• What is needed: Among the lines below, take the one holding "everything else gray.", the one holding "let coverage = map.coverage(HAIR_LABELS);", and all lines between them. Set them down exactly.

Collected data entries:
◆ ◆ ◆ ◆
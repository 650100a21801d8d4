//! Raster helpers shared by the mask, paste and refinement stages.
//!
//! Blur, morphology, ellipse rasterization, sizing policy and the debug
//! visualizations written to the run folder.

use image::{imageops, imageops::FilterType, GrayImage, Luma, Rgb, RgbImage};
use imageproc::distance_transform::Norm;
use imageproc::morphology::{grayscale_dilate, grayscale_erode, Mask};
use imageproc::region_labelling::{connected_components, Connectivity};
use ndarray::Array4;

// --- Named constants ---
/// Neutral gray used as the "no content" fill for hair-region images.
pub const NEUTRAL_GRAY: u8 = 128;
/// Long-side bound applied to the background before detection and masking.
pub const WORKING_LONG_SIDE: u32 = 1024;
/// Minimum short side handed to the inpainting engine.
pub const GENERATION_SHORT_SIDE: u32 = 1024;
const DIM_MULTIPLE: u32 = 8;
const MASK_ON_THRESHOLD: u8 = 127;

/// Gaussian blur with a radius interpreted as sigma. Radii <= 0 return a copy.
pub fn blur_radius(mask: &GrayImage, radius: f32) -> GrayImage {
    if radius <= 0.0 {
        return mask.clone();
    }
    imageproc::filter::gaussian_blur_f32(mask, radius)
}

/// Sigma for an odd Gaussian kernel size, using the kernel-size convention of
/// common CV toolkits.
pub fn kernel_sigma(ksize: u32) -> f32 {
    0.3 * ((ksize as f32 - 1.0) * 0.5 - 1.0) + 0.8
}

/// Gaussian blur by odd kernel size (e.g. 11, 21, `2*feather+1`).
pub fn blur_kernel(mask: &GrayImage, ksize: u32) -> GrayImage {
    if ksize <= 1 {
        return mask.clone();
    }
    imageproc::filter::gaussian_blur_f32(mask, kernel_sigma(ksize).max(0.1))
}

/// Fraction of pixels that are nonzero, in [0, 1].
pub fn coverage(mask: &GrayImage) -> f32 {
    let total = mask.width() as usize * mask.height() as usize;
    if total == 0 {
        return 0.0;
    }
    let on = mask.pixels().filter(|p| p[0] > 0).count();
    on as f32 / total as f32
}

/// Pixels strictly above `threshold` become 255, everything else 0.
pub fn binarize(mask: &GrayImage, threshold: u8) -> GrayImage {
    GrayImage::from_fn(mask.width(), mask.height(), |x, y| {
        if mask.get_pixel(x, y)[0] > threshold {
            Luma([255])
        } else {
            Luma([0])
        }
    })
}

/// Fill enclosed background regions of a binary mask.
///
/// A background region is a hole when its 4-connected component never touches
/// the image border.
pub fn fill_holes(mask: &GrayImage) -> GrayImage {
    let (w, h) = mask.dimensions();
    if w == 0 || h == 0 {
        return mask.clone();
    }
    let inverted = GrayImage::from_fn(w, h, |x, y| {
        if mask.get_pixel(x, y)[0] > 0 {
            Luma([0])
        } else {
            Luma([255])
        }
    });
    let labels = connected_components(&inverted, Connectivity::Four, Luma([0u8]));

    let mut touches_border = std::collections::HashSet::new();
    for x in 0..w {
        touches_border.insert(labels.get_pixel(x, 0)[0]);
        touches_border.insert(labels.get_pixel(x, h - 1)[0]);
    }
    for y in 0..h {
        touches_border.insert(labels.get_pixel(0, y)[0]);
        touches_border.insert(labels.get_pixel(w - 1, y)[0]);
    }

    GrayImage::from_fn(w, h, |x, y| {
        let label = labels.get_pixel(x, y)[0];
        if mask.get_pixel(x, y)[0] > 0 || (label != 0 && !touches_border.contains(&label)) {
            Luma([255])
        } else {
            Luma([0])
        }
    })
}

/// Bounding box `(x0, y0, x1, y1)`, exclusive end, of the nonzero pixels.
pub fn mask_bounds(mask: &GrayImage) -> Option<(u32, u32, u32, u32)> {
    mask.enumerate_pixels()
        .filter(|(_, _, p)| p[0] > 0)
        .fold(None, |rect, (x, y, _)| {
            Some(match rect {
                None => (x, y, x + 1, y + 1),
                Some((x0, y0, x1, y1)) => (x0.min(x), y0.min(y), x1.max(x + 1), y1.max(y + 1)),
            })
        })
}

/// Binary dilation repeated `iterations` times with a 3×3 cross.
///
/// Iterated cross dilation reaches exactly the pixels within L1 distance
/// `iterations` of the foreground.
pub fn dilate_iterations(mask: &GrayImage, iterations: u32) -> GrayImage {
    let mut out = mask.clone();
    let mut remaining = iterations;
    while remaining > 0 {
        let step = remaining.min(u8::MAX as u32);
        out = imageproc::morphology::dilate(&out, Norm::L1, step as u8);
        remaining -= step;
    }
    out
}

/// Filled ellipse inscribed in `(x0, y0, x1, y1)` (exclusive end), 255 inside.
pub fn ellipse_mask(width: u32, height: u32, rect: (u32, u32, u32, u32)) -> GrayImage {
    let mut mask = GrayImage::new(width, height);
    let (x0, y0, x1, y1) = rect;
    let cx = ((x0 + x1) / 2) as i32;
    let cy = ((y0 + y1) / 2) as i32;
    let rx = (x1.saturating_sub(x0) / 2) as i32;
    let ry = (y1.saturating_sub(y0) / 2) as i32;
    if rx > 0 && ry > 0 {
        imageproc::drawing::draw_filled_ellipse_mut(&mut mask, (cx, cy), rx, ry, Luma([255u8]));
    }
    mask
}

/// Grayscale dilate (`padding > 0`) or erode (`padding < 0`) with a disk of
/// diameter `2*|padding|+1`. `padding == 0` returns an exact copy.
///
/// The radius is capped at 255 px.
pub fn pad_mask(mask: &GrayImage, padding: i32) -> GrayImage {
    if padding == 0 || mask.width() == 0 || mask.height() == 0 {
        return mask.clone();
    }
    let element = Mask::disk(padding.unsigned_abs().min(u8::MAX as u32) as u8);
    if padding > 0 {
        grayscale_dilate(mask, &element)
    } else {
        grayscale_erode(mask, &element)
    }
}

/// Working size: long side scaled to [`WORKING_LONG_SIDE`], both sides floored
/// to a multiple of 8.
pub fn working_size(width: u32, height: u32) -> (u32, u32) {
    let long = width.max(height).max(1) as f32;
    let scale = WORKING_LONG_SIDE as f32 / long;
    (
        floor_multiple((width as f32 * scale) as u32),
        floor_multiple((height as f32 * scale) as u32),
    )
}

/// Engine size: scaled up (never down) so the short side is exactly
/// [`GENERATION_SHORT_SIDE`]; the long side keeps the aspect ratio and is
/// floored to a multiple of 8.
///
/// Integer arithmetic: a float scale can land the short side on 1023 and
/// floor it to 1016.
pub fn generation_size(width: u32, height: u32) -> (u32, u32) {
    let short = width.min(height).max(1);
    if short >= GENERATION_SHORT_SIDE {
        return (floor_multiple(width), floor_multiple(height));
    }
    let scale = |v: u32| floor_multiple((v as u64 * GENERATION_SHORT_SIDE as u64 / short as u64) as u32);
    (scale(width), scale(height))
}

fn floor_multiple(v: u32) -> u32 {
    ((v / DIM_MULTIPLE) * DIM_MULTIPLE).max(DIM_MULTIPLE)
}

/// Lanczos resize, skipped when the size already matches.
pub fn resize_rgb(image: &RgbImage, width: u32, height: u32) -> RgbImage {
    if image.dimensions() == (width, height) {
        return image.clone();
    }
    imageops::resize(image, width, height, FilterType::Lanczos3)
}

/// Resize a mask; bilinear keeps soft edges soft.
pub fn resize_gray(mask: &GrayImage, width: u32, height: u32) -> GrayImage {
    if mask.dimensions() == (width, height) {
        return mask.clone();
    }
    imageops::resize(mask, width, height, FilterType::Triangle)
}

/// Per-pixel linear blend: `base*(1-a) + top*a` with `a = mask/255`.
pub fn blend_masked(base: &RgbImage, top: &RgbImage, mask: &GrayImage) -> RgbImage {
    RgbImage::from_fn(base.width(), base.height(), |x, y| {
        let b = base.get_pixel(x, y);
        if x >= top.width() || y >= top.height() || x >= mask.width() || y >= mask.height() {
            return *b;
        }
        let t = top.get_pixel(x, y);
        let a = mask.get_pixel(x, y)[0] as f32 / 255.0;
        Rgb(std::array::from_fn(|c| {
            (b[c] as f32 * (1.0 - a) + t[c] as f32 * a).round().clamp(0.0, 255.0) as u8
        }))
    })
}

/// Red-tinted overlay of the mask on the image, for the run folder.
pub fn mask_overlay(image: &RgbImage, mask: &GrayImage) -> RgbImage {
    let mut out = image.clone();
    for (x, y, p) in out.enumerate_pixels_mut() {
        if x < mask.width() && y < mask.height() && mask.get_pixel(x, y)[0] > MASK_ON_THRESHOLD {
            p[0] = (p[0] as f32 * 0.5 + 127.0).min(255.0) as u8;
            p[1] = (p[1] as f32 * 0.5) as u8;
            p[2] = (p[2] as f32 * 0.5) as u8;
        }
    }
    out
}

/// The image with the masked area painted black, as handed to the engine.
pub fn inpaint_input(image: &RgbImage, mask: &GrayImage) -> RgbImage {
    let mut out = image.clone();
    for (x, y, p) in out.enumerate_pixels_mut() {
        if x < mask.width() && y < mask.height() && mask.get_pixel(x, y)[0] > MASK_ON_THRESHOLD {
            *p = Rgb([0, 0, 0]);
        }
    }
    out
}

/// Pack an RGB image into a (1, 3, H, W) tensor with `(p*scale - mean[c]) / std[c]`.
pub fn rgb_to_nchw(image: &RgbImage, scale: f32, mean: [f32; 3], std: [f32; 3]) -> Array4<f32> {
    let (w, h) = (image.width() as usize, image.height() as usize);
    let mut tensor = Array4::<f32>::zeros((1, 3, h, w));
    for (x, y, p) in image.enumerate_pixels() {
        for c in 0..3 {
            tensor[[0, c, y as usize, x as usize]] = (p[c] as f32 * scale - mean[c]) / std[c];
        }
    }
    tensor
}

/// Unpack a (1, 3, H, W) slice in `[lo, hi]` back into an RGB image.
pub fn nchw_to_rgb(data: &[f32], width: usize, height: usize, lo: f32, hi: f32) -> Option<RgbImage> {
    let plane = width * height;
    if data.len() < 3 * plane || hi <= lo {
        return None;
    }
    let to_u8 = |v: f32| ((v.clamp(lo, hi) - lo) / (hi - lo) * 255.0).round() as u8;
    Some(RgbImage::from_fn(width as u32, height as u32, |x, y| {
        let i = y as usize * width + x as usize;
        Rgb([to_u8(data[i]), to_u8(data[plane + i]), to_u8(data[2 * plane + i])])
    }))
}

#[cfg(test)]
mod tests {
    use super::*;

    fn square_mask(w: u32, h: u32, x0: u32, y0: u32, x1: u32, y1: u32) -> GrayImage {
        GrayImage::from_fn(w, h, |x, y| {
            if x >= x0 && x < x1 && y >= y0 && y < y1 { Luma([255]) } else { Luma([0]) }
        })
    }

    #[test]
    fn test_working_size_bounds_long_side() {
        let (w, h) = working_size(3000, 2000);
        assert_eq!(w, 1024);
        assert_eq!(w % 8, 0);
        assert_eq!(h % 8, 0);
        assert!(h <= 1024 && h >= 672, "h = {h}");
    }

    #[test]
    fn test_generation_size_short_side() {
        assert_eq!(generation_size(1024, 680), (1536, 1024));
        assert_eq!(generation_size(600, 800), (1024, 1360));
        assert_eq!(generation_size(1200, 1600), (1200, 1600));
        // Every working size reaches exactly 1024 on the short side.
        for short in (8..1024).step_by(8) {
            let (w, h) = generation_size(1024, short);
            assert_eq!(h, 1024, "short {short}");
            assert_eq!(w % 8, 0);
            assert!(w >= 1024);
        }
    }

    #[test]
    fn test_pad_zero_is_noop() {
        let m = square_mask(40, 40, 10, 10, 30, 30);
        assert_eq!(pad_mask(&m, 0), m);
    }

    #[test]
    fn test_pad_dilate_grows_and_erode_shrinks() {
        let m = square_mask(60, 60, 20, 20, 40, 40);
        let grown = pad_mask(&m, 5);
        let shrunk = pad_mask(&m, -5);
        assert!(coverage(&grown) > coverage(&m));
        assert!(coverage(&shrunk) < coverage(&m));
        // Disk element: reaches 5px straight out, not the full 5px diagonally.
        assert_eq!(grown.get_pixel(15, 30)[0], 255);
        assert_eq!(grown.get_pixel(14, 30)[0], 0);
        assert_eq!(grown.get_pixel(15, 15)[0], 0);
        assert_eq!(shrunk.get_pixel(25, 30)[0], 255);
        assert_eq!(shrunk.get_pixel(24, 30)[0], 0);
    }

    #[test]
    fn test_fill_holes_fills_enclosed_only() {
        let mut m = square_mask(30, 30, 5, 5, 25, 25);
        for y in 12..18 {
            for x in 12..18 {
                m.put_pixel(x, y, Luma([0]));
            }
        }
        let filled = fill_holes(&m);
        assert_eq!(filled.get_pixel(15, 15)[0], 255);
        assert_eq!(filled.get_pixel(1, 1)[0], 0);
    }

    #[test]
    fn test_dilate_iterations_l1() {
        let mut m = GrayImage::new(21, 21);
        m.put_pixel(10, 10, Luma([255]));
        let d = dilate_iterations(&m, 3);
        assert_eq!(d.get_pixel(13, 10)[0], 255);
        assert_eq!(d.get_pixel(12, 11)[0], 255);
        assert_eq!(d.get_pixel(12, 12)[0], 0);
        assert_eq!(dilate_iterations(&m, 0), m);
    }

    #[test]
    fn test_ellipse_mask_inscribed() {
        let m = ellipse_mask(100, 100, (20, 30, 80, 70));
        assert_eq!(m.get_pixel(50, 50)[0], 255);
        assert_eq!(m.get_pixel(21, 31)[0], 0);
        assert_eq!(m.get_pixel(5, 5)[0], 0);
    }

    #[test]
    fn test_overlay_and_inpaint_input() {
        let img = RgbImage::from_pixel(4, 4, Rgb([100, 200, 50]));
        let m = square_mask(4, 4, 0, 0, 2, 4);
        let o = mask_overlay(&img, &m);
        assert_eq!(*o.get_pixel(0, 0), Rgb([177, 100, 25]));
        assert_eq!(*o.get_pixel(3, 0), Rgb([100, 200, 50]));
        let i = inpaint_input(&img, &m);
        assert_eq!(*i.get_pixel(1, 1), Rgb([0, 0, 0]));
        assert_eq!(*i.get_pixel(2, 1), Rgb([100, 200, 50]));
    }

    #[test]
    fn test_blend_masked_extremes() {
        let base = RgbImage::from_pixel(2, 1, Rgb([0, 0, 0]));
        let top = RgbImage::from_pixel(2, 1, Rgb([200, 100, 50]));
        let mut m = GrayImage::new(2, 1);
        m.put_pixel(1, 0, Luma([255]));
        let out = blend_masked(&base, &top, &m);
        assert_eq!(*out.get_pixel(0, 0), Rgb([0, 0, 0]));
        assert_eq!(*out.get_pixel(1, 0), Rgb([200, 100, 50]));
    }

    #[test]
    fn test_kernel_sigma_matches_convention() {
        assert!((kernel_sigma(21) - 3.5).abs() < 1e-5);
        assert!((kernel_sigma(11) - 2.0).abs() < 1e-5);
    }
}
◆ ◆ ◆ ◆
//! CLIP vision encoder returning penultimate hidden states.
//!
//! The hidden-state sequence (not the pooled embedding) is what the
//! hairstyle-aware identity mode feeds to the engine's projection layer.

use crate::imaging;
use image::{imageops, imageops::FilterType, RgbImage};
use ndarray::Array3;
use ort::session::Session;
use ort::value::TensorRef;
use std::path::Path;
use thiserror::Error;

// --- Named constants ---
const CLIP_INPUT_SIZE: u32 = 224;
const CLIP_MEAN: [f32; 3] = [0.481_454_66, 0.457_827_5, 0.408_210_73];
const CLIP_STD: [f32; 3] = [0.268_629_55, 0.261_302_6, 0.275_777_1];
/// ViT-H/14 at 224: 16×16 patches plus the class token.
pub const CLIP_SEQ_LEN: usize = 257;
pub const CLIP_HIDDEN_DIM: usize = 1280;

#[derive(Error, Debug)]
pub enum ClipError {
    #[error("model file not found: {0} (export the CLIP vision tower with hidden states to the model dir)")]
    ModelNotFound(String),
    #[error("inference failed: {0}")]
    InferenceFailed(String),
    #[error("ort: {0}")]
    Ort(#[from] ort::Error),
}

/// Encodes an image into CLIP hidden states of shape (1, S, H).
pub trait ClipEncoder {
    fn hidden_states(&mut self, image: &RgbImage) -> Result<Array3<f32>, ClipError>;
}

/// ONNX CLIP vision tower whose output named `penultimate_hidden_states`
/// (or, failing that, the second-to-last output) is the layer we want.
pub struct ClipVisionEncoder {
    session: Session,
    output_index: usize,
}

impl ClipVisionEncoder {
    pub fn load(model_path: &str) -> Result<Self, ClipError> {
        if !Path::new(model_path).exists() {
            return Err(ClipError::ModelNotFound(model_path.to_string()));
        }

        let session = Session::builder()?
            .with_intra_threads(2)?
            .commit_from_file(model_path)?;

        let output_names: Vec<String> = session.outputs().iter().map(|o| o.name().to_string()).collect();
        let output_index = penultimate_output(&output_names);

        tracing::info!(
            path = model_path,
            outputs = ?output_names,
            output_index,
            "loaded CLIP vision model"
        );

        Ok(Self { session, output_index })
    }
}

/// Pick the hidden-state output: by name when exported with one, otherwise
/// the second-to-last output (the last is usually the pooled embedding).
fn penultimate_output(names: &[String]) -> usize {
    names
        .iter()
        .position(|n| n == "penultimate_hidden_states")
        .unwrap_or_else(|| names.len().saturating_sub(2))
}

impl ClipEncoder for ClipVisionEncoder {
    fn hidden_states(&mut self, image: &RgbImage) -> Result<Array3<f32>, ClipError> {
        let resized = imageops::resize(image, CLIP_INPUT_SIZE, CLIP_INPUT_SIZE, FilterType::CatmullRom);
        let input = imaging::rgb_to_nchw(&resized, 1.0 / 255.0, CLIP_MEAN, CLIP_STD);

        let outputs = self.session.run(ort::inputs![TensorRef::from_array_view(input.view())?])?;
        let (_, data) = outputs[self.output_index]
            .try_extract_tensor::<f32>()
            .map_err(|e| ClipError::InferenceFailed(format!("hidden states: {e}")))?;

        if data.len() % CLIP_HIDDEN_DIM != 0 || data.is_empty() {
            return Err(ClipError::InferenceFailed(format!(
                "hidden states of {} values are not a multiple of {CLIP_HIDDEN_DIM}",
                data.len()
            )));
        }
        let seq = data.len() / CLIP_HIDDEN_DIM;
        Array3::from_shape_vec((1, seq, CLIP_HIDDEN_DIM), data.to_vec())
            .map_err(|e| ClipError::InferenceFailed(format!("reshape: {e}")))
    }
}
◆ ◆ ◆ ◆
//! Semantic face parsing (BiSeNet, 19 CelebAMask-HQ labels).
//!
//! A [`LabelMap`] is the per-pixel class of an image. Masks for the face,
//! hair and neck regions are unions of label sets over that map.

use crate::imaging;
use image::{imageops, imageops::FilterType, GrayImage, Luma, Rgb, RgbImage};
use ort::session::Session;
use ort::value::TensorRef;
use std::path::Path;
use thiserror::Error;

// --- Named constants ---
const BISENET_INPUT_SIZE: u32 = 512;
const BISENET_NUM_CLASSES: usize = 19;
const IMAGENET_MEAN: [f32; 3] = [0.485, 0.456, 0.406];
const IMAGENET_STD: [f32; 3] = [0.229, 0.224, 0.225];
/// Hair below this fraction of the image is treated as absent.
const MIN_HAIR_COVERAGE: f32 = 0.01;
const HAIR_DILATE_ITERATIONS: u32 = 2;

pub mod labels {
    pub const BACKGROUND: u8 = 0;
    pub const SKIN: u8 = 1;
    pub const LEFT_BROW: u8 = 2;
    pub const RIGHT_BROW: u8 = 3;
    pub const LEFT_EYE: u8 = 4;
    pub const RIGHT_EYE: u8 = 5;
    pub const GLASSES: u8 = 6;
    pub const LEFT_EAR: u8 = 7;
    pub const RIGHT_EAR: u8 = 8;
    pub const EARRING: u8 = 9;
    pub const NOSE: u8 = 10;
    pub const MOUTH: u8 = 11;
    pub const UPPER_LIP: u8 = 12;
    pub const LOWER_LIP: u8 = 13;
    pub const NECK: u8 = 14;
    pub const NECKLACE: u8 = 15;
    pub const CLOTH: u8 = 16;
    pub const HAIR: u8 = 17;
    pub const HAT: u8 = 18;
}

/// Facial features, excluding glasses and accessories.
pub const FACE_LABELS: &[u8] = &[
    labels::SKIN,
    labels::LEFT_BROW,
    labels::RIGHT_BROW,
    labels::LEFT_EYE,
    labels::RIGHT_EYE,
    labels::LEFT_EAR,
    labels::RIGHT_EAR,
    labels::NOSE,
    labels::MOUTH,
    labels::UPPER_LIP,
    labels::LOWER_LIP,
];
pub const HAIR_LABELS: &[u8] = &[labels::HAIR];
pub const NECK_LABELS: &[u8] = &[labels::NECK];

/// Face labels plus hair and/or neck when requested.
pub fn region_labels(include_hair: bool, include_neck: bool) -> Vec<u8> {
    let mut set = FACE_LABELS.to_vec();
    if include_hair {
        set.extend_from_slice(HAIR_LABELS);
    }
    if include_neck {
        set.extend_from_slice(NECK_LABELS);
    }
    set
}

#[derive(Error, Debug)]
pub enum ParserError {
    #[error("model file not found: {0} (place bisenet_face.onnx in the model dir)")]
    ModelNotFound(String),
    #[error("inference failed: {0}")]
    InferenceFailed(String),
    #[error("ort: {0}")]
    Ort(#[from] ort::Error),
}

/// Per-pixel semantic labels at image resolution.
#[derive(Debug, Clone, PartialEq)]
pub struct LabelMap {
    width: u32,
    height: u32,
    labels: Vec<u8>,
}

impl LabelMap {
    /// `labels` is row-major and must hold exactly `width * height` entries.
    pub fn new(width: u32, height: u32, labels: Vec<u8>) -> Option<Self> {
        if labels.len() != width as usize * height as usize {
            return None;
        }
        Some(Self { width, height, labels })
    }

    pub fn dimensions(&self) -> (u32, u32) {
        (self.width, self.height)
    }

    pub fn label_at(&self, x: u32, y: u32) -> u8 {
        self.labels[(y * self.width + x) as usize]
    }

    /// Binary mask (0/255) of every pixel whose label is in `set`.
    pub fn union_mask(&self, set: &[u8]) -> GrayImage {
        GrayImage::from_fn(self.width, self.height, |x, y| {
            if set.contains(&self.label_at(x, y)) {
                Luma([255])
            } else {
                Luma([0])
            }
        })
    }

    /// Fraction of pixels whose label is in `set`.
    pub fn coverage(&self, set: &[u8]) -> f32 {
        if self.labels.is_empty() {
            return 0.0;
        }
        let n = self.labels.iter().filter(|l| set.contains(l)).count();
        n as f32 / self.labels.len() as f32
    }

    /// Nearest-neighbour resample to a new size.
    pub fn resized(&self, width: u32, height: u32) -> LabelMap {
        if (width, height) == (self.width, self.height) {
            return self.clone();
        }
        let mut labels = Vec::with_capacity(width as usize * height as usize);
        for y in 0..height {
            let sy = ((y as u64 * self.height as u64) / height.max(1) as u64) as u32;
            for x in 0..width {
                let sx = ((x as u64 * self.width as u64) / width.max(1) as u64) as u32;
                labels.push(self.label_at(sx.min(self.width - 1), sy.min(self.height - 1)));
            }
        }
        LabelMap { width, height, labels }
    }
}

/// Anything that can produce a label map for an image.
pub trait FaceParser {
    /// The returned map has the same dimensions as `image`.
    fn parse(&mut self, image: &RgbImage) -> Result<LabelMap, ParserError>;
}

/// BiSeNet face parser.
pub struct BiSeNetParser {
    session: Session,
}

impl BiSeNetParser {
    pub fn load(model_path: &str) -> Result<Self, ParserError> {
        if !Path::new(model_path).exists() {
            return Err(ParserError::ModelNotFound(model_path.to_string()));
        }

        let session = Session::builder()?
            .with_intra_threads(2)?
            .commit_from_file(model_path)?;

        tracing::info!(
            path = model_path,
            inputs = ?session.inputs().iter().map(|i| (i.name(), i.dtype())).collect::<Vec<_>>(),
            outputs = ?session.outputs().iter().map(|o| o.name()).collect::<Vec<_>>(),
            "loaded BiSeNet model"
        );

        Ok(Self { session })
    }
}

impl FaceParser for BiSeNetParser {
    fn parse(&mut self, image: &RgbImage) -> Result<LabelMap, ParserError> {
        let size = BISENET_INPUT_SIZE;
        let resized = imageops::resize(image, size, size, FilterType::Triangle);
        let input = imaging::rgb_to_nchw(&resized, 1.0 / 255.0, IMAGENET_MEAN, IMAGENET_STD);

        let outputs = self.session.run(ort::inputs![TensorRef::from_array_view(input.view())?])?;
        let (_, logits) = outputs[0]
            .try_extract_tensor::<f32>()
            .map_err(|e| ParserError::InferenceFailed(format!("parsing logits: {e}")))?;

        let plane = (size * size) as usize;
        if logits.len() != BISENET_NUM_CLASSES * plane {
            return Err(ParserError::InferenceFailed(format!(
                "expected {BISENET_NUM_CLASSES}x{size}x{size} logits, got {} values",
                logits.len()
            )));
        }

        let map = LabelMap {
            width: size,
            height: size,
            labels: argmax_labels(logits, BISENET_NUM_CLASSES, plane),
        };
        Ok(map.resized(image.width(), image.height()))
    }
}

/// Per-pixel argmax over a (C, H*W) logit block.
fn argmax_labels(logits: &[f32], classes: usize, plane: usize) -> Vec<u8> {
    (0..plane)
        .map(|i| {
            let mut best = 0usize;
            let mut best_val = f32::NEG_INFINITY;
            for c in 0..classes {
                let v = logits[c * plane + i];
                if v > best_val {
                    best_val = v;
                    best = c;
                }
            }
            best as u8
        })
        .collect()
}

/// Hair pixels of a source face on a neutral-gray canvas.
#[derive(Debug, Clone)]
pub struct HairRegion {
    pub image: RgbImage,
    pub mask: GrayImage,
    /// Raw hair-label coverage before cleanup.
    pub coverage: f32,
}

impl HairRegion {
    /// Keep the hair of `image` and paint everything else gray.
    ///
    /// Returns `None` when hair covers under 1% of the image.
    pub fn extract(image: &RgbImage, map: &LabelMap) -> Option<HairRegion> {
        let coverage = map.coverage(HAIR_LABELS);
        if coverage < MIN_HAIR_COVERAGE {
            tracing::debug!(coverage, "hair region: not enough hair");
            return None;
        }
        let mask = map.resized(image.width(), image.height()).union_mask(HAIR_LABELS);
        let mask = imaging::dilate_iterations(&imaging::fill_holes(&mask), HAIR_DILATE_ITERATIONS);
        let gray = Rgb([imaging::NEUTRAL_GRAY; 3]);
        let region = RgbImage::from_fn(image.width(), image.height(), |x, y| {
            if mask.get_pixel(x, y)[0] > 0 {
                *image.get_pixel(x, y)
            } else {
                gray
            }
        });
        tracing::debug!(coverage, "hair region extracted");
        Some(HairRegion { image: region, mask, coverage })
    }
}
◆ ◆ ◆ ◆
• Exercise result:
    /// Keep the hair of `image` and paint everything else gray.
    ///
    /// Returns `None` when hair covers under 1% of the image.
    pub fn extract(image: &RgbImage, map: &LabelMap) -> Option<HairRegion> {
        let coverage = map.coverage(HAIR_LABELS);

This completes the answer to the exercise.